SCOTUS Blog, in an undated article, “Section 2 of the Voting Rights Act: Vote Dilution and Vote Deprivation,” accessed on Aug. 3, 2021 and available at, stated:

“With respect to vote deprivation claims, in one early case (Richardson v. Ramirez, 1974) the Supreme Court held that felon disenfranchisement laws did not violate Section 2, in part because the 14th Amendment expressly countenances restricting the right to vote on the basis of ‘participation in rebellion, or other crime.’ Most Section 2 vote deprivation claims, however, have not reached the Supreme Court, even though the lower federal courts have struggled with a host of interpretive issues, particularly in light of the 1982 amendment that permitted results-based claims. It is a thorny problem to decide whether a voting process whose effect is to exclude a minority voter from participating in an election amounts to a violation of Section 2, under the ‘totality of the circumstances’ test, when some nonminority voters are also excluded by the same process (as, for instance, by a voter identification requirement with a disproportional impact on lower-income voters).”

Aug. 3, 2021

The US Department of Justice, in a Sep. 11, 2020 article, “Section 2 of the Voting Rights Act,” available at, stated:

“Section 2 of the Voting Rights Act of 1965 prohibits voting practices or procedures that discriminate on the basis of race, color, or membership in one of the language minority groups identified in Section 4(f)(2) of the Act.

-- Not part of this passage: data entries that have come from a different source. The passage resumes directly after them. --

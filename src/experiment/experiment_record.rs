//! Experiment Record - one training run as seen by the monitor

use serde::{Deserialize, Serialize};
use serde_json::{Map, Value};

use super::{ExperimentId, SuccessClass, TrainingProgress};

/// Configuration name reported when the pipeline did not record one.
pub const DEFAULT_CONFIG_NAME: &str = "default";

/// Experiment Record represents one tracked training run.
///
/// Everything except the bookmark flag is written by the training pipeline
/// and read-only here. `hps` and `env_meta` keep the order in which the
/// pipeline wrote them.
#[derive(Debug, Clone, Serialize, Deserialize, PartialEq)]
pub struct ExperimentRecord {
    id: ExperimentId,
    env: String,
    config_name: String,
    hps: Map<String, Value>,
    env_meta: Map<String, Value>,
    date: String,
    host: String,
    iterations: Option<u64>,
    max_reward: Option<f64>,
    bookmark: bool,
    success: SuccessClass,
}

impl ExperimentRecord {
    /// Create a record with no metadata, no progress and no bookmark.
    #[must_use]
    pub fn new(id: ExperimentId, env: impl Into<String>) -> Self {
        ExperimentRecordBuilder::new(id, env).build()
    }

    /// Create a builder for constructing a record with optional fields.
    #[must_use]
    pub fn builder(id: ExperimentId, env: impl Into<String>) -> ExperimentRecordBuilder {
        ExperimentRecordBuilder::new(id, env)
    }

    /// Get the experiment id.
    #[must_use]
    pub const fn id(&self) -> ExperimentId {
        self.id
    }

    /// Get the environment name.
    #[must_use]
    pub fn env(&self) -> &str {
        &self.env
    }

    /// Get the configuration variant name.
    #[must_use]
    pub fn config_name(&self) -> &str {
        &self.config_name
    }

    /// Get the hyperparameters, in recorded order.
    #[must_use]
    pub const fn hps(&self) -> &Map<String, Value> {
        &self.hps
    }

    /// Get the environment attributes, in recorded order.
    #[must_use]
    pub const fn env_meta(&self) -> &Map<String, Value> {
        &self.env_meta
    }

    /// Get the recorded start date.
    #[must_use]
    pub fn date(&self) -> &str {
        &self.date
    }

    /// Get the host the run was started on.
    #[must_use]
    pub fn host(&self) -> &str {
        &self.host
    }

    /// Get the number of completed iterations.
    ///
    /// `None` when the progress file exists but could not be read, for
    /// instance while the pipeline is rewriting it.
    #[must_use]
    pub const fn iterations(&self) -> Option<u64> {
        self.iterations
    }

    /// Get the best reward observed, if any iteration completed.
    #[must_use]
    pub const fn max_reward(&self) -> Option<f64> {
        self.max_reward
    }

    /// Whether the experiment is bookmarked.
    #[must_use]
    pub const fn bookmark(&self) -> bool {
        self.bookmark
    }

    /// Get the upstream success classification.
    #[must_use]
    pub const fn success(&self) -> SuccessClass {
        self.success
    }

    /// An empty experiment never completed an iteration.
    ///
    /// Unknown progress is never empty.
    #[must_use]
    pub const fn is_empty(&self) -> bool {
        matches!(self.iterations, Some(0))
    }

    /// A short experiment stopped before `threshold` iterations.
    ///
    /// Unknown progress is never short.
    #[must_use]
    pub const fn is_short(&self, threshold: u64) -> bool {
        match self.iterations {
            Some(iterations) => iterations < threshold,
            None => false,
        }
    }

    pub(crate) fn set_bookmark(&mut self, bookmark: bool) {
        self.bookmark = bookmark;
    }
}

/// Builder for `ExperimentRecord`.
#[derive(Debug)]
pub struct ExperimentRecordBuilder {
    record: ExperimentRecord,
}

impl ExperimentRecordBuilder {
    /// Create a new builder with required fields.
    #[must_use]
    pub fn new(id: ExperimentId, env: impl Into<String>) -> Self {
        Self {
            record: ExperimentRecord {
                id,
                env: env.into(),
                config_name: DEFAULT_CONFIG_NAME.to_string(),
                hps: Map::new(),
                env_meta: Map::new(),
                date: String::new(),
                host: String::new(),
                iterations: Some(0),
                max_reward: None,
                bookmark: false,
                success: SuccessClass::Unknown,
            },
        }
    }

    /// Set the configuration variant name.
    #[must_use]
    pub fn config_name(mut self, config_name: impl Into<String>) -> Self {
        self.record.config_name = config_name.into();
        self
    }

    /// Replace all hyperparameters.
    #[must_use]
    pub fn hps(mut self, hps: Map<String, Value>) -> Self {
        self.record.hps = hps;
        self
    }

    /// Append one hyperparameter.
    #[must_use]
    pub fn hp(mut self, name: impl Into<String>, value: impl Into<Value>) -> Self {
        self.record.hps.insert(name.into(), value.into());
        self
    }

    /// Replace all environment attributes.
    #[must_use]
    pub fn env_meta(mut self, env_meta: Map<String, Value>) -> Self {
        self.record.env_meta = env_meta;
        self
    }

    /// Append one environment attribute.
    #[must_use]
    pub fn env_attr(mut self, name: impl Into<String>, value: impl Into<Value>) -> Self {
        self.record.env_meta.insert(name.into(), value.into());
        self
    }

    /// Set the recorded start date.
    #[must_use]
    pub fn date(mut self, date: impl Into<String>) -> Self {
        self.record.date = date.into();
        self
    }

    /// Set the host.
    #[must_use]
    pub fn host(mut self, host: impl Into<String>) -> Self {
        self.record.host = host.into();
        self
    }

    /// Set the completed iteration count.
    #[must_use]
    pub const fn iterations(mut self, iterations: u64) -> Self {
        self.record.iterations = Some(iterations);
        self
    }

    /// Set the best observed reward.
    #[must_use]
    pub const fn max_reward(mut self, max_reward: Option<f64>) -> Self {
        self.record.max_reward = max_reward;
        self
    }

    /// Take iteration count and best reward from recorded progress.
    #[must_use]
    pub fn progress(mut self, progress: &TrainingProgress) -> Self {
        self.record.iterations = Some(progress.iterations());
        self.record.max_reward = progress.max_reward();
        self
    }

    /// Mark the progress as unreadable: iterations and best reward unknown.
    #[must_use]
    pub const fn unknown_progress(mut self) -> Self {
        self.record.iterations = None;
        self.record.max_reward = None;
        self
    }

    /// Set the bookmark flag.
    #[must_use]
    pub const fn bookmark(mut self, bookmark: bool) -> Self {
        self.record.bookmark = bookmark;
        self
    }

    /// Set the success classification.
    #[must_use]
    pub const fn success(mut self, success: SuccessClass) -> Self {
        self.record.success = success;
        self
    }

    /// Build the `ExperimentRecord`.
    #[must_use]
    pub fn build(self) -> ExperimentRecord {
        self.record
    }
}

Most of the cases arising under Section 2 since its enactment involved challenges to at-large election schemes, but the section’s prohibition against discrimination in voting applies nationwide to any voting standard, practice, or procedure that results in the denial or abridgment of the right of any citizen to vote on account of race, color, or membership in a language minority group. Section 2 is permanent and has no expiration date as do certain other provisions of the Voting Rights Act.

In 1980, the Supreme Court held that the section, as originally enacted by Congress in 1964, was a restatement of the protections afforded by the 15th amendment. Mobile v. Bolden, 446 U.S. 55 (1980). Under that standard, a plaintiff had to prove that the standard, practice, or procedure was enacted or maintained, at least in part, by an invidious purpose.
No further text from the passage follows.